§ **EXTRACTED INFORMATION**
[Start of Attachment]
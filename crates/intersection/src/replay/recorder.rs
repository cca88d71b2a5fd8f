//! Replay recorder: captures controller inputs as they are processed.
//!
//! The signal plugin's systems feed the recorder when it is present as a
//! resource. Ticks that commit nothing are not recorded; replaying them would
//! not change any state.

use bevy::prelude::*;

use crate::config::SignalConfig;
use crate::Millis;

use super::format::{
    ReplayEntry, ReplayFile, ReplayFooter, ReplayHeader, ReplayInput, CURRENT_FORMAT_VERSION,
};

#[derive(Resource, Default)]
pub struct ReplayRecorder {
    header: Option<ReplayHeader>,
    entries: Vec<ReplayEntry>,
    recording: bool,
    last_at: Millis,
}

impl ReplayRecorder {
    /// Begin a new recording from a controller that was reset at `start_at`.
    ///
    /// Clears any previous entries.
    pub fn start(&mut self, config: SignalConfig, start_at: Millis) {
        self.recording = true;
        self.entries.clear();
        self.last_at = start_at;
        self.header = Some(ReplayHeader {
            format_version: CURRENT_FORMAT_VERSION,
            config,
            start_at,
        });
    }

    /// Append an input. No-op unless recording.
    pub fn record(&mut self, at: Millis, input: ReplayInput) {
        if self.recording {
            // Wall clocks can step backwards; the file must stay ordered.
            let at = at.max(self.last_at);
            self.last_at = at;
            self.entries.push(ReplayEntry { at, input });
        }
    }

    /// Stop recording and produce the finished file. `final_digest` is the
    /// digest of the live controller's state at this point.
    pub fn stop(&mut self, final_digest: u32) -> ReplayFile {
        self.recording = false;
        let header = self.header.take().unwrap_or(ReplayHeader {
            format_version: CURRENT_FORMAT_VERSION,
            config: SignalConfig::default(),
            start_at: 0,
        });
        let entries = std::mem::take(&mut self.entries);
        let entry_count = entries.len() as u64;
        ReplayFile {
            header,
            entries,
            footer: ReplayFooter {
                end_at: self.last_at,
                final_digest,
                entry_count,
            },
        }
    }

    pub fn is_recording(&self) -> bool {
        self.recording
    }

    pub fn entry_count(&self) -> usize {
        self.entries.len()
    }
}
[End of Attachment]
[Start of Attachment]
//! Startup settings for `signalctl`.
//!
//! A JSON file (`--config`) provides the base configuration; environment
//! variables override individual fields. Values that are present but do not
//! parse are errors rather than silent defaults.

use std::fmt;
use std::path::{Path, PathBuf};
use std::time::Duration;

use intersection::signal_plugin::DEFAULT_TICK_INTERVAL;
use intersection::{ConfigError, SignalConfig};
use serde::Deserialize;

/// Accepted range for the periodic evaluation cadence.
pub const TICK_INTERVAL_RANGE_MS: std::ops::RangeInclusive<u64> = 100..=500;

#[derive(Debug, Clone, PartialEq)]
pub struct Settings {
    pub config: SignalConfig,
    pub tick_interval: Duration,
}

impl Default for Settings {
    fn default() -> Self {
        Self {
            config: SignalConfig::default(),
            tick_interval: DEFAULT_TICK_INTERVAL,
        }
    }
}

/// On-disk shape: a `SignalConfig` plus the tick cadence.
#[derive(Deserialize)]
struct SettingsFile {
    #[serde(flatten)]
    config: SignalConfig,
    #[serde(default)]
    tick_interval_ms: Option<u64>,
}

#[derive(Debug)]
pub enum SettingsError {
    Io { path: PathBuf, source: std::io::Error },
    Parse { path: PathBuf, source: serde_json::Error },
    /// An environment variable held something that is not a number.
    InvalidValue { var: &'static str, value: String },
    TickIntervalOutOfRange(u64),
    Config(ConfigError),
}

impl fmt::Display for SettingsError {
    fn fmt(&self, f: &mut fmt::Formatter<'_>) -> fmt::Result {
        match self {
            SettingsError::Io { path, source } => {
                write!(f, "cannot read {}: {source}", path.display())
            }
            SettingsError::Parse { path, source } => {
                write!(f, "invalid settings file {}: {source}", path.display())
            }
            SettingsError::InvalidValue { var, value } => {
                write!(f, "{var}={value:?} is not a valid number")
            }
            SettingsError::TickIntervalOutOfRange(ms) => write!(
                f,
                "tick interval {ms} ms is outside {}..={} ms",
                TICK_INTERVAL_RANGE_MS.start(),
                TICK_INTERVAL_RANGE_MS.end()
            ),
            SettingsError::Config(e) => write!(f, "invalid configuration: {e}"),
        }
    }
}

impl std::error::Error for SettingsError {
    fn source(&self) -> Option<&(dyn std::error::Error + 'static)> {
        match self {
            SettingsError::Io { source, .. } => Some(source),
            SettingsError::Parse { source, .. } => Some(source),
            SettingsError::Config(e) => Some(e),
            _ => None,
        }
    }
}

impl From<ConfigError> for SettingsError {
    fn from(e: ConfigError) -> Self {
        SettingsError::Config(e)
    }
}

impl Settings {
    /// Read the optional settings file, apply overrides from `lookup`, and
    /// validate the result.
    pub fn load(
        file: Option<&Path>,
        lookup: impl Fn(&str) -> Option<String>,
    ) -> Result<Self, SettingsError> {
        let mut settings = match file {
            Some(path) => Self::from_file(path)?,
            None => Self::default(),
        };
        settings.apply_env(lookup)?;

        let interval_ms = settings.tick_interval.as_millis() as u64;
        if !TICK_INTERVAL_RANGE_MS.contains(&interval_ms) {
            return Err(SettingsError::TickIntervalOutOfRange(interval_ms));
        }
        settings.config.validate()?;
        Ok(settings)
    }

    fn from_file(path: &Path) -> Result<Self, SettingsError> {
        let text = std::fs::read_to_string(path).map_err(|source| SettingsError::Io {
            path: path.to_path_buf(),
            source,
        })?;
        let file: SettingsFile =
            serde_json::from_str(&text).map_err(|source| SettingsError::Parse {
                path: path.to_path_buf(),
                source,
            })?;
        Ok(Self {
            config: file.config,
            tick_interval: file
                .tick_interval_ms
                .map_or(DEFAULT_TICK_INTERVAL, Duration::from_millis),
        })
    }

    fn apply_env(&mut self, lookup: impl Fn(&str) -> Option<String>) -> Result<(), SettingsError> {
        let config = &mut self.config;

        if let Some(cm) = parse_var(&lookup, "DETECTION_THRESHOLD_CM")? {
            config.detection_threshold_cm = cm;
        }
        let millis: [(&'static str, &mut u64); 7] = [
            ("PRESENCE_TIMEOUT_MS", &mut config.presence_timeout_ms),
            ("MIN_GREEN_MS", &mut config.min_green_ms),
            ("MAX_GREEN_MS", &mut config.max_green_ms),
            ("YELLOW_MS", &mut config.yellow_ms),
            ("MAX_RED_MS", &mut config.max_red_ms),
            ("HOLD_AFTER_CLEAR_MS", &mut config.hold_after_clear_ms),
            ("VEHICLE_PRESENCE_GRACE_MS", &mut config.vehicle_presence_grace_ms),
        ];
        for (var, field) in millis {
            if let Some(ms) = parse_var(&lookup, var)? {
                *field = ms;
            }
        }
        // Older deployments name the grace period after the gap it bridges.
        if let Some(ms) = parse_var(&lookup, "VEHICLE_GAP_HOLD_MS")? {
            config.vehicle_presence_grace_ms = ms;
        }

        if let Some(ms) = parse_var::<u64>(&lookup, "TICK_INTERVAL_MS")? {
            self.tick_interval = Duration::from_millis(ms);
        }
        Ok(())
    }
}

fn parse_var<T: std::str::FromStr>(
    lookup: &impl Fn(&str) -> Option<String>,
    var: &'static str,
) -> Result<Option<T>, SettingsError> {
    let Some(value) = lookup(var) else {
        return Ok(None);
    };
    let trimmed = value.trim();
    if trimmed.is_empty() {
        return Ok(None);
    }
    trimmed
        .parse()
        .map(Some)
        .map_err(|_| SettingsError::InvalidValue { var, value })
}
[End of Attachment]
§ **PROBLEM DETAILS**
In the entries above, the lines between the one holding "the tick cadence." and the one holding "impl fmt::Display for", inclusive, are to be printed exactly as written, and those alone.

§ **REPLY**
/// On-disk shape: a `SignalConfig` plus the tick cadence.
#[derive(Deserialize)]
struct SettingsFile {
    #[serde(flatten)]
    config: SignalConfig,
    #[serde(default)]
    tick_interval_ms: Option<u64>,
}

#[derive(Debug)]
pub enum SettingsError {
    Io { path: PathBuf, source: std::io::Error },
    Parse { path: PathBuf, source: serde_json::Error },
    /// An environment variable held something that is not a number.
    InvalidValue { var: &'static str, value: String },
    TickIntervalOutOfRange(u64),
    Config(ConfigError),
}

impl fmt::Display for SettingsError {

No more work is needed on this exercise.